In case we want to create a Quasi-3D approach starting form a 1D spectral/hp element mesh, the procedure is the same, but we need to specify the parameters for two harmonic directions (in Y and Z direction). For Example,

2  <I PROPERTY="EQTYPE"                VALUE="UnsteadyAdvectionDiffusion" /> 
3  <I PROPERTY="Projection"            VALUE="Continuous"/> 
4  <I PROPERTY="HOMOGENEOUS"           VALUE="2D"/> 
5  <I PROPERTY="DiffusionAdvancement"  VALUE="Implicit"/> 
6  <I PROPERTY="AdvectionAdvancement"  VALUE="Explicit"/> 
7  <I PROPERTY="TimeIntegrationMethod" VALUE="IMEXOrder2"/> 
10  <P> TimeStep      = 0.001 </P> 
11  <P> NumSteps      = 200   </P> 
12  <P> IO_CheckSteps = 200   </P> 
13  <P> IO_InfoSteps  = 10    </P> 
14  <P> wavefreq      = PI    </P> 
15  <P> epsilon       = 1.0   </P> 
16  <P> Lambda        = 1.0   </P> 
17  <P> HomModesY     = 10    </P> 
18  <P> LY            = 6.5   </P> 
19  <P> HomModesZ     = 6     </P> 
20  <P> LZ            = 2.0   </P> 

By default the opeartions associated with the harmonic expansions are performed with the Matix-Vector-Multiplication (MVM) defined inside the code.

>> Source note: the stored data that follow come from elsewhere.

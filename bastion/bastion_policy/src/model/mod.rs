//! Policy model.
//!
//! This module defines what the policy layer enforces:
//!
//! - **policy**: per-model guards, permission checkers and input checkers
//! - **constraint**: constraint trees for static permission checks
//! - **validation**: JSON Schema validation of write payloads

pub mod constraint;
pub mod policy;
pub mod validation;

pub use constraint::{CheckerConstraint, ConstraintValue, ValueKind};
pub use policy::{Guard, GuardContext, ModelPolicy, PermissionChecker, PolicyDef};
pub use validation::{validate, ValidationMode};
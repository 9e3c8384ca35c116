//! CNF conversion and the satisfiability backend.

use super::circuit::Formula;

/// A formula in conjunctive normal form. Literals are non-zero variable
/// numbers, negative when negated.
#[derive(Debug, Clone, Default, PartialEq, Eq)]
pub struct Cnf {
    pub num_vars: u32,
    pub clauses: Vec<Vec<i32>>,
}

impl Cnf {
    /// Tseitin encoding of `formula`, whose variables are `1..=num_vars`.
    pub fn from_formula(formula: &Formula, num_vars: u32) -> Cnf {
        let mut cnf = Cnf {
            num_vars,
            clauses: Vec::new(),
        };
        let root = cnf.encode(formula);
        cnf.clauses.push(vec![root]);
        cnf
    }

    fn fresh(&mut self) -> i32 {
        self.num_vars += 1;
        self.num_vars as i32
    }

    fn encode(&mut self, formula: &Formula) -> i32 {
        match formula {
            Formula::Const(value) => {
                let v = self.fresh();
                self.clauses.push(vec![if *value { v } else { -v }]);
                v
            }
            Formula::Var(v) => *v as i32,
            Formula::Not(inner) => -self.encode(inner),
            Formula::And(children) => {
                let literals: Vec<i32> = children.iter().map(|c| self.encode(c)).collect();
                let gate = self.fresh();
                let mut long = vec![gate];
                for literal in literals {
                    self.clauses.push(vec![-gate, literal]);
                    long.push(-literal);
                }
                self.clauses.push(long);
                gate
            }
            Formula::Or(children) => {
                let literals: Vec<i32> = children.iter().map(|c| self.encode(c)).collect();
                let gate = self.fresh();
                let mut long = vec![-gate];
                for literal in literals {
                    self.clauses.push(vec![gate, -literal]);
                    long.push(literal);
                }
                self.clauses.push(long);
                gate
            }
        }
    }
}

/// A boolean satisfiability solver.
pub trait SatBackend: Send + Sync {
    /// Whether some assignment satisfies every clause.
    fn solve(&self, cnf: &Cnf) -> bool;
}

/// DPLL with unit propagation.
#[derive(Debug, Clone, Copy, Default)]
pub struct Dpll;

type Assignment = Vec<Option<bool>>;

fn literal_value(assignment: &Assignment, literal: i32) -> Option<bool> {
    let value = assignment[literal.unsigned_abs() as usize]?;
    Some(if literal > 0 { value } else { !value })
}

fn assign(assignment: &mut Assignment, literal: i32, trail: &mut Vec<usize>) {
    let var = literal.unsigned_abs() as usize;
    assignment[var] = Some(literal > 0);
    trail.push(var);
}

impl Dpll {
    fn search(clauses: &[Vec<i32>], assignment: &mut Assignment) -> bool {
        let mut trail = Vec::new();

        // Unit propagation
        loop {
            let mut changed = false;
            for clause in clauses {
                let mut satisfied = false;
                let mut open = None;
                let mut open_count = 0;
                for &literal in clause {
                    match literal_value(assignment, literal) {
                        Some(true) => {
                            satisfied = true;
                            break;
                        }
                        Some(false) => {}
                        None => {
                            open_count += 1;
                            open = Some(literal);
                        }
                    }
                }
                if satisfied {
                    continue;
                }
                match (open_count, open) {
                    (0, _) => {
                        Self::undo(assignment, &trail);
                        return false;
                    }
                    (1, Some(literal)) => {
                        assign(assignment, literal, &mut trail);
                        changed = true;
                    }
                    _ => {}
                }
            }
            if !changed {
                break;
            }
        }

        let branch = clauses.iter().find_map(|clause| {
            if clause
                .iter()
                .any(|&l| literal_value(assignment, l) == Some(true))
            {
                return None;
            }
            clause
                .iter()
                .copied()
                .find(|&l| literal_value(assignment, l).is_none())
        });
        let Some(literal) = branch else {
            return true;
        };

        for choice in [literal, -literal] {
            let mut decision = Vec::new();
            assign(assignment, choice, &mut decision);
            if Self::search(clauses, assignment) {
                return true;
            }
            Self::undo(assignment, &decision);
        }
        Self::undo(assignment, &trail);
        false
    }

    fn undo(assignment: &mut Assignment, trail: &[usize]) {
        for var in trail {
            assignment[*var] = None;
        }
    }
}

impl SatBackend for Dpll {
    fn solve(&self, cnf: &Cnf) -> bool {
        let mut assignment = vec![None; cnf.num_vars as usize + 1];
        Self::search(&cnf.clauses, &mut assignment)
    }
}

#[cfg(test)]
mod tests {
    use super::*;

    fn solve(formula: Formula, num_vars: u32) -> bool {
        Dpll.solve(&Cnf::from_formula(&formula, num_vars))
    }

    #[test]
    fn test_simple_formulas() {
        let x = Formula::Var(1);
        let y = Formula::Var(2);
        assert!(solve(x.clone(), 2));
        assert!(!solve(Formula::And(vec![x.clone(), Formula::Not(Box::new(x.clone()))]), 2));
        assert!(solve(
            Formula::And(vec![
                Formula::Or(vec![x.clone(), y.clone()]),
                Formula::Not(Box::new(x.clone())),
            ]),
            2
        ));
        assert!(!solve(
            Formula::And(vec![
                Formula::Or(vec![x.clone(), y.clone()]),
                Formula::Not(Box::new(x)),
                Formula::Not(Box::new(y)),
            ]),
            2
        ));
        assert!(!solve(Formula::Const(false), 0));
        assert!(solve(Formula::Const(true), 0));
    }
}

The Fast Fourier Transofrm (FFT) can be used to speed up the operations (if the FFTW library has been compiled in ThirdParty, see the compilation instructions). To use the FFT routines we need just to insert a flag in the solver information as below:

2  <I PROPERTY="EQTYPE"                VALUE="UnsteadyAdvectionDiffusion" /> 
3  <I PROPERTY="Projection"            VALUE="Continuous"/> 
4  <I PROPERTY="HOMOGENEOUS"           VALUE="2D"/> 
5  <I PROPERTY="DiffusionAdvancement"  VALUE="Implicit"/> 
6  <I PROPERTY="AdvectionAdvancement"  VALUE="Explicit"/> 
7  <I PROPERTY="TimeIntegrationMethod" VALUE="IMEXOrder2"/> 
8  <I PROPERTY="USEFFT"                VALUE="FFTW"/> 

The number of homogenenous modes has to be even. The Quasi-3D apporach can be created starting from a 2D mesh and adding one homogenous expansion or starting form a 1D mesh and adding two homogeneous expansions. Not other options available. In case of a 1D homogeneous extension, the homogeneous direction will be the z-axis. In case of a 2D homogeneous extension, the homogeneous directions will be the y-axis and the z-axis.